If you have an animal companion or a familiar you can also use an action to command them. These work just like Summons, as they both have the minion trait, so one action spent commanding your animal companion or familiar gives that animal companion or familiar two actions. Keep in mind that your minion’s multiple attack penalty does not apply to your multiple attack penalty and vice versa. Also keep in mind that some abilities allow for more minion flexibility with their action economy, from acting without your command to gaining more actions from you spending more actions on them.

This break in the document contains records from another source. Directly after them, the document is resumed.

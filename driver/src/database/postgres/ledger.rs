use error_stack::Report;
use sqlx::PgConnection;

use kernel::interface::ledger::{BookInventoryLedger, DependOnBookInventoryLedger};
use kernel::prelude::entity::{Book, BookId};
use kernel::KernelError;

use crate::database::postgres::book::BookRow;
use crate::database::postgres::{PostgresDatabase, PostgresTransaction};
use crate::error::ConvertError;

pub struct PostgresBookInventoryLedger;

#[async_trait::async_trait]
impl BookInventoryLedger for PostgresBookInventoryLedger {
    type Transaction = PostgresTransaction;

    async fn lock(
        &self,
        con: &mut PostgresTransaction,
        id: &BookId,
    ) -> error_stack::Result<Option<Book>, KernelError> {
        PgLedgerInternal::lock(con, id).await
    }

    async fn borrow_copy(
        &self,
        con: &mut PostgresTransaction,
        id: &BookId,
    ) -> error_stack::Result<(), KernelError> {
        PgLedgerInternal::borrow_copy(con, id).await
    }

    async fn return_copy(
        &self,
        con: &mut PostgresTransaction,
        id: &BookId,
    ) -> error_stack::Result<(), KernelError> {
        PgLedgerInternal::return_copy(con, id).await
    }
}

impl DependOnBookInventoryLedger for PostgresDatabase {
    type BookInventoryLedger = PostgresBookInventoryLedger;
    fn book_inventory_ledger(&self) -> &Self::BookInventoryLedger {
        &PostgresBookInventoryLedger
    }
}

pub(in crate::database) struct PgLedgerInternal;

impl PgLedgerInternal {
    /// `FOR UPDATE` keeps the row locked until the surrounding
    /// transaction ends, serializing competing borrows of one book.
    async fn lock(
        con: &mut PgConnection,
        id: &BookId,
    ) -> error_stack::Result<Option<Book>, KernelError> {
        let row = sqlx::query_as::<_, BookRow>(
            // language=postgresql
            r#"
            SELECT id, title, author, cover, inventory, daily_fee
            FROM books
            WHERE id = $1
            FOR UPDATE
            "#,
        )
        .bind(id.as_ref())
        .fetch_optional(con)
        .await
        .convert_error()?;
        row.map(Book::try_from).transpose()
    }

    async fn borrow_copy(
        con: &mut PgConnection,
        id: &BookId,
    ) -> error_stack::Result<(), KernelError> {
        let result = sqlx::query(
            // language=postgresql
            r#"
            UPDATE books
            SET inventory = inventory - 1
            WHERE id = $1
              AND inventory > 0
            "#,
        )
        .bind(id.as_ref())
        .execute(con)
        .await
        .convert_error()?;
        if result.rows_affected() == 0 {
            return Err(Report::new(KernelError::InventoryExhausted)
                .attach_printable(format!("book {}", id.as_ref())));
        }
        Ok(())
    }

    async fn return_copy(
        con: &mut PgConnection,
        id: &BookId,
    ) -> error_stack::Result<(), KernelError> {
        let result = sqlx::query(
            // language=postgresql
            r#"
            UPDATE books
            SET inventory = inventory + 1
            WHERE id = $1
            "#,
        )
        .bind(id.as_ref())
        .execute(con)
        .await
        .convert_error()?;
        if result.rows_affected() == 0 {
            return Err(Report::new(KernelError::NotFound("book"))
                .attach_printable(format!("book {}", id.as_ref())));
        }
        Ok(())
    }
}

Taking Advantage of Your Actions

Some abilities might seem odd to you. Double Slice, for example, is a two action activity that lets you attack twice. So, what’s the difference between that and just attacking twice? Well, the difference is in the fact that Double Slice doesn’t have a multiple attack penalty until after both strikes have been made, and it uses your current multiple attack penalty (which could be 0 if you haven’t attacked yet this turn). Your third attack will still have the usual -10 (or -8 if it’s an agile weapon), so keep that in mind. Additionally, you combine the two attacks’ damage into one pool of damage for the sake of resistances, but also for precision damage. You also take a -2 penalty with the second attack if it’s not an agile weapon, but a -2 is better than a -5.

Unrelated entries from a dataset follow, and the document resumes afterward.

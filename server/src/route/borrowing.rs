mod request;
mod response;

use crate::controller::Controller;
use crate::error::ErrorStatus;
use crate::extract::CurrentUser;
use crate::handler::AppModule;
use crate::route::borrowing::request::{
    CreateRequest, DeleteRequest, GetAllRequest, GetRequest, ManageRequest, Transformer,
};
use crate::route::borrowing::response::{CreatedPresenter, ManagedPresenter, Presenter};
use application::service::{
    BorrowBookService, DeleteBorrowingService, GetAllBorrowingsService, GetBorrowingService,
    ManageBorrowingService,
};
use axum::extract::{Path, Query, State};
use axum::routing::get;
use axum::{Json, Router};
use uuid::Uuid;

pub trait BorrowingRouter {
    fn route_borrowing(self) -> Self;
}

impl BorrowingRouter for Router<AppModule> {
    fn route_borrowing(self) -> Self {
        self.route(
            "/borrowings",
            get(
                |State(module): State<AppModule>,
                 CurrentUser(user): CurrentUser,
                 Query(req): Query<GetAllRequest>| async move {
                    Controller::new(Transformer, Presenter)
                        .intake((user, req))
                        .handle(|dto| module.pgpool().get_all_borrowings(dto))
                        .await
                        .map_err(ErrorStatus::from)
                },
            )
            .post(
                |State(module): State<AppModule>,
                 CurrentUser(user): CurrentUser,
                 Json(req): Json<CreateRequest>| async move {
                    Controller::new(Transformer, CreatedPresenter)
                        .intake((user, req))
                        .handle(|dto| module.pgpool().borrow_book(dto))
                        .await
                        .map_err(ErrorStatus::from)
                },
            ),
        )
        .route(
            "/borrowings/:id",
            get(
                |State(module): State<AppModule>,
                 CurrentUser(user): CurrentUser,
                 Path(id): Path<Uuid>| async move {
                    Controller::new(Transformer, Presenter)
                        .intake(GetRequest::new(user, id))
                        .handle(|dto| module.pgpool().get_borrowing(dto))
                        .await
                        .map_err(ErrorStatus::from)
                },
            )
            .patch(
                |State(module): State<AppModule>,
                 CurrentUser(user): CurrentUser,
                 Path(id): Path<Uuid>,
                 Json(req): Json<ManageRequest>| async move {
                    Controller::new(Transformer, ManagedPresenter)
                        .intake((user, id, req))
                        .handle(|dto| module.pgpool().manage_borrowing(dto))
                        .await
                        .map_err(ErrorStatus::from)
                },
            )
            .delete(
                |State(module): State<AppModule>,
                 CurrentUser(user): CurrentUser,
                 Path(id): Path<Uuid>| async move {
                    Controller::new(Transformer, Presenter)
                        .intake(DeleteRequest::new(user, id))
                        .handle(|dto| module.pgpool().delete_borrowing(dto))
                        .await
                        .map_err(ErrorStatus::from)
                },
            ),
        )
    }
}
pub mod postgres;

pub use self::postgres::*;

With spells, you should always keep in mind how many people they hit, how long they last, how it works if the target succeeds their save or avoids the attack, and not only your location on the map but also your allies’ location on the map. You don’t want to accidentally hit your friends with an area of effect. The reason why I say all this is because a spell usually costs two actions to cast and it costs a spell slot if it’s not a cantrip. That’s a pretty big investment of your turn and resources, so you should make sure the spells you have available are ones that can make it count. Spells that have an effect if they don’t fully connect (such as the target succeeding at their save) are excellent spells because even if it didn’t work out as you had hoped, it still did something. Also keep in mind that spells that do not have the attack trait don’t add to your multiple attack penalty. This might seem like a no brainer, but, for example, Fireball doesn’t have the attack trait, so a Fireball followed up by a ranged attack would not impose the Multiple Attack Penalty on the ranged attack. 

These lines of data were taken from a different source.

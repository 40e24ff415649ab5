use serde::{Deserialize, Serialize};

#[derive(Debug, Clone, PartialEq, Eq, Hash, Serialize, Deserialize)]
pub struct SelectLimit(i32);

impl SelectLimit {
    pub fn new(value: impl Into<i32>) -> Self {
        SelectLimit(value.into())
    }
}

impl Default for SelectLimit {
    fn default() -> Self {
        Self::new(30)
    }
}

impl From<SelectLimit> for i32 {
    fn from(value: SelectLimit) -> Self {
        value.0
    }
}

impl AsRef<i32> for SelectLimit {
    fn as_ref(&self) -> &i32 {
        &self.0
    }
}

#[derive(Debug, Default, Clone, PartialEq, Eq, Hash, Serialize, Deserialize)]
pub struct SelectOffset(i32);

impl SelectOffset {
    pub fn new(value: impl Into<i32>) -> Self {
        SelectOffset(value.into())
    }
}

impl From<SelectOffset> for i32 {
    fn from(value: SelectOffset) -> Self {
        value.0
    }
}

impl AsRef<i32> for SelectOffset {
    fn as_ref(&self) -> &i32 {
        &self.0
    }
}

Utility spells that last a long time are also handy to have. Spells like Mage Armour last a long time so it should be cast outside of combat, potentially even at the beginning of the day. As long as the spell isn’t dispelled it will last until its duration expires, so keep that in mind to measure when a utility spell should be cast. Some are good to cast at the start of the day, others are better to cast once you’re at your destination and you know there will be combat.


This is all of course subjective and doesn’t account for every ability nor every spell in the game, but as a rule of thumb, you want to make sure that your actions are spent wisely.


Wrapping Up

The action economy is one of the biggest draws to Pathfinder 2nd Edition, but don’t fall into the trap of thinking you need to spend every action attacking—there are always other options at your disposal. Think of your class and feat selection as a kit that you can pick and choose exactly what you need for your current situation. If you find yourself in a specific situation a lot of the time, then it’s certainly fine to gear yourself towards that, and if you just want to pick actions that are fun and cool, that’s alright too. Just remember that you’re never under an illusion of choice.